The SmartThings app is the most powerful smart home management interface available in a consumer hub — and that power is its double-edged characteristic. Where the Echo Hub's Routines are designed for simplicity and Google Home's Scenes for approachability, SmartThings gives you Routines, Scenes, and Rules as overlapping automation systems. Advanced users gain deep flexibility; newcomers face a steep learning curve. Setting up a conditional automation — "turn on the hallway light when motion is detected after sunset, but not when the home mode is set to Away" — requires navigating SmartThings menu layers that are not intuitive on first encounter.
The Matter implementation is solid but missing Thread. The Aeotec hub supports Matter devices over Wi-Fi and Ethernet, which covers most current Matter accessories. However, there is no Thread radio on the hub, meaning battery-powered Matter-over-Thread devices require a separate Thread border router running alongside it. This is the most notable hardware gap versus the Amazon Echo Hub, which includes a Thread radio at a similar price point.
Samsung's ecosystem integration is the SmartThings platform's strongest attribute at the integration layer. Samsung appliances — washing machines, refrigerators, dishwashers, air conditioners — integrate with SmartThings in ways no other platform matches. If your home includes Samsung appliances, SmartThings is the natural control platform. More broadly, the SmartThings platform connects with Alexa, Google Home, and a wide range of third-party devices and services, providing one of the more comprehensive integration libraries in the consumer hub market.
At $149.99, the Aeotec hub has seen significant price inflation from Samsung's original $70 SmartThings Hub. That puts it within $5 of the Hubitat Elevation C-8 Pro ($149.95), which offers fully local processing, native HomeKit, Matter 1.5, and Z-Wave 800 LR. The choice between them comes down to platform preference: SmartThings for households invested in Samsung appliances and the SmartThings ecosystem, or Hubitat for users who prioritise privacy, local control, and advanced automation depth without cloud dependency.

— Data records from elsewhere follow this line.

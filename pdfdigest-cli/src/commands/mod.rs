//! CLI command implementations

pub mod config;
pub mod extract;
pub mod serve;
pub mod summarize;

The Aeotec Smart Home Hub is the right answer for households with a mix of Zigbee, Z-Wave, and Matter devices who want the SmartThings platform specifically, Samsung appliance owners who want unified app control, and power users who want broad device compatibility at the $150 price point without the complexity of Home Assistant. It is the wrong answer for newcomers seeking simplicity, HomeKit households, and buyers who prioritise local processing — Hubitat Elevation is a materially better fit for those use cases.